For screenshots that will be shared widely via email, messaging apps, or documentation systems that may not support WebP, PNG remains the safest choice.

Best Format for Animated Images

For animated images on the web, WebP has clear advantages over the traditional GIF format. Animated WebP supports millions of colors (versus GIF's 256-color limit), produces dramatically smaller files than animated GIF, and supports full alpha channel transparency.

However, GIF remains more universally supported in older email clients, messaging apps, and social platforms. For social media sharing and messaging, GIF is still the safest choice for animations. For website delivery, animated WebP or video formats (MP4/H.264) are significantly more efficient.

Quick Reference: Which Format to Use

Use this decision framework when choosing an image format for the web:

Photos and photorealistic images → WebP (primary) or JPEG (fallback/compatibility)

Logos and icons with a vector source → SVG

Logos and icons from raster sources → PNG or WebP lossless

Screenshots and UI images → PNG or WebP lossless

Graphics with transparency → PNG or WebP (both support alpha channel)

Animated images → Animated WebP or short MP4 video (not GIF if you can avoid it)

Images for download by end users → JPEG or PNG (most compatible)

The general principle: choose WebP for web-delivered images where performance matters, and keep JPEG/PNG copies for offline use and compatibility.

Frequently Asked Questions

What is the best image format for SEO?

WebP is the best choice for SEO because it reduces file size (improving page speed) while maintaining quality. Google's PageSpeed Insights recommends WebP as a next-gen format. Faster pages generally rank better.

Should I use WebP for all website images?

Yes, in most cases. WebP is supported by 97%+ of browsers. Use WebP for all photos and graphics. Keep JPG/PNG versions as source files. For logos, SVG is preferable if you have vector sources.

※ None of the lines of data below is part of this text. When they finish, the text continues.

//! Snapshot blob storage: keying, payload shape, and the cache trait.

use std::fmt;
use std::future::Future;
use std::pin::Pin;

use crate::error::Result;
use crate::fact::Cursor;

/// Deterministic key identifying a stored snapshot.
///
/// Format: `{class_fqn}:{schema_version}` for a [`crate::projection::SnapshotProjection`],
/// or `{class_fqn}:{schema_version}:{aggregate_id}` for an
/// [`crate::projection::Aggregate`]. This is a persisted, observable
/// layout and must stay stable.
#[derive(Clone, Debug, PartialEq, Eq, Hash)]
pub struct SnapshotKey {
    class_fqn: String,
    schema_version: u32,
    aggregate_id: Option<String>,
}

impl SnapshotKey {
    /// Key for a class-scoped snapshot (no aggregate id).
    #[must_use]
    pub fn for_class(class_fqn: impl Into<String>, schema_version: u32) -> Self {
        Self {
            class_fqn: class_fqn.into(),
            schema_version,
            aggregate_id: None,
        }
    }

    /// Key for an aggregate-scoped snapshot.
    #[must_use]
    pub fn for_aggregate(
        class_fqn: impl Into<String>,
        schema_version: u32,
        aggregate_id: impl Into<String>,
    ) -> Self {
        Self {
            class_fqn: class_fqn.into(),
            schema_version,
            aggregate_id: Some(aggregate_id.into()),
        }
    }
}

impl fmt::Display for SnapshotKey {
    fn fmt(&self, f: &mut fmt::Formatter<'_>) -> fmt::Result {
        match &self.aggregate_id {
            Some(id) => write!(f, "{}:{}:{}", self.class_fqn, self.schema_version, id),
            None => write!(f, "{}:{}", self.class_fqn, self.schema_version),
        }
    }
}

/// A stored projection snapshot.
#[derive(Clone, Debug)]
pub struct Snapshot {
    /// The key this snapshot is stored under.
    pub key: SnapshotKey,
    /// The cursor the snapshotted projection had been advanced to.
    pub last_fact: Cursor,
    /// Encoded payload bytes.
    pub bytes: Vec<u8>,
    /// Whether `bytes` has had the codec's own compression applied.
    pub compressed: bool,
}

/// External collaborator storing snapshot blobs.
///
/// Read failures degrade to `Ok(None)` (a miss) rather than propagating;
/// write failures are surfaced so `put_blocking` callers can decide
/// whether to retry, while fire-and-forget `put` callers may simply log
/// and discard them.
pub trait SnapshotCache: Send + Sync {
    /// Fetch the snapshot stored under `key`, if any.
    ///
    /// # Errors
    ///
    /// This method does not propagate read failures; implementations
    /// should return `Ok(None)` and log internally instead.
    fn get(&self, key: &SnapshotKey) -> Pin<Box<dyn Future<Output = Result<Option<Snapshot>>> + Send + '_>>;

    /// Store `snapshot` under its key, overwriting any previous value.
    ///
    /// # Errors
    ///
    /// Returns [`crate::error::CoreError::SnapshotIo`] on failure.
    fn set(&self, snapshot: Snapshot) -> Pin<Box<dyn Future<Output = Result<()>> + Send + '_>>;

    /// Remove the snapshot stored under `key`, if any.
    ///
    /// # Errors
    ///
    /// Returns [`crate::error::CoreError::SnapshotIo`] on failure.
    fn delete(&self, key: &SnapshotKey) -> Pin<Box<dyn Future<Output = Result<()>> + Send + '_>>;
}

#[cfg(test)]
mod tests {
    use super::*;

    #[test]
    fn class_key_display_has_two_segments() {
        let key = SnapshotKey::for_class("orders.OrderSummary", 3);
        assert_eq!(key.to_string(), "orders.OrderSummary:3");
    }

    #[test]
    fn aggregate_key_display_has_three_segments() {
        let key = SnapshotKey::for_aggregate("orders.Order", 1, "order-42");
        assert_eq!(key.to_string(), "orders.Order:1:order-42");
    }

    proptest::proptest! {
        #[test]
        fn distinct_class_tuples_render_to_distinct_keys(
            a_class in "[a-zA-Z0-9_.]{1,16}",
            a_version: u32,
            b_class in "[a-zA-Z0-9_.]{1,16}",
            b_version: u32,
        ) {
            proptest::prop_assume!((&a_class, a_version) != (&b_class, b_version));
            let a = SnapshotKey::for_class(a_class, a_version);
            let b = SnapshotKey::for_class(b_class, b_version);
            proptest::prop_assert_ne!(a.to_string(), b.to_string());
        }

        #[test]
        fn distinct_aggregate_tuples_render_to_distinct_keys(
            a_class in "[a-zA-Z0-9_.]{1,16}",
            a_version: u32,
            a_id in "[a-zA-Z0-9_.]{1,16}",
            b_class in "[a-zA-Z0-9_.]{1,16}",
            b_version: u32,
            b_id in "[a-zA-Z0-9_.]{1,16}",
        ) {
            proptest::prop_assume!((&a_class, a_version, &a_id) != (&b_class, b_version, &b_id));
            let a = SnapshotKey::for_aggregate(a_class, a_version, a_id);
            let b = SnapshotKey::for_aggregate(b_class, b_version, b_id);
            proptest::prop_assert_ne!(a.to_string(), b.to_string());
        }

        #[test]
        fn equal_tuples_render_to_equal_keys(
            class in "[a-zA-Z0-9_.]{1,16}",
            version: u32,
            id in "[a-zA-Z0-9_.]{1,16}",
        ) {
            let a = SnapshotKey::for_aggregate(class.clone(), version, id.clone());
            let b = SnapshotKey::for_aggregate(class, version, id);
            proptest::prop_assert_eq!(a.to_string(), b.to_string());
        }
    }
}
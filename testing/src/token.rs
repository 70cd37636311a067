//! An in-process [`WriteToken`] that fails a configurable number of
//! acquisition attempts before succeeding, for exercising
//! `subscribe_and_block`'s retry loop.

use std::future::Future;
use std::pin::Pin;
use std::sync::atomic::{AtomicBool, AtomicU32, Ordering};
use std::time::Duration;

use factflow_core::{Result, TokenLease, WriteToken};
use parking_lot::Mutex;

/// A write token held by at most one lease at a time, failing
/// `fail_first_n` acquisition attempts before granting one.
pub struct InMemoryWriteToken {
    held: Mutex<bool>,
    failures_remaining: AtomicU32,
    released: std::sync::Arc<AtomicBool>,
}

impl InMemoryWriteToken {
    /// Build a token that fails `fail_first_n` attempts before granting
    /// a lease.
    #[must_use]
    pub fn new(fail_first_n: u32) -> Self {
        Self {
            held: Mutex::new(false),
            failures_remaining: AtomicU32::new(fail_first_n),
            released: std::sync::Arc::new(AtomicBool::new(false)),
        }
    }

    /// Whether the most recently granted lease has since been released.
    #[must_use]
    pub fn released(&self) -> bool {
        self.released.load(Ordering::Acquire)
    }
}

impl WriteToken for InMemoryWriteToken {
    fn try_acquire(
        &self,
        _lease: Duration,
    ) -> Pin<Box<dyn Future<Output = Result<Option<TokenLease>>> + Send + '_>> {
        Box::pin(async move {
            if self.failures_remaining.load(Ordering::Acquire) > 0 {
                self.failures_remaining.fetch_sub(1, Ordering::AcqRel);
                return Ok(None);
            }

            let mut held = self.held.lock();
            if *held {
                return Ok(None);
            }
            *held = true;
            self.released.store(false, Ordering::Release);

            let released = self.released.clone();
            Ok(Some(TokenLease::new(move || {
                released.store(true, Ordering::Release);
            })))
        })
    }
}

Is PNG or WebP better for logos?

WebP lossless produces smaller files than PNG at identical quality, so WebP is technically better. However, if the logo needs to be downloaded by users for use in applications, PNG has wider compatibility.

What format should I use for product images?

WebP is best for product images on e-commerce sites — smaller files mean faster page loads. At 85–90% WebP quality, product photos look excellent and load significantly faster than equivalent JPEGs.

Is JPEG still relevant in 2025?

Yes, because of its universal compatibility. JPEG opens everywhere — every device, app, email client, and printer. For web delivery, WebP is better; for files meant to be used by end users across all applications, JPEG remains the safest choice.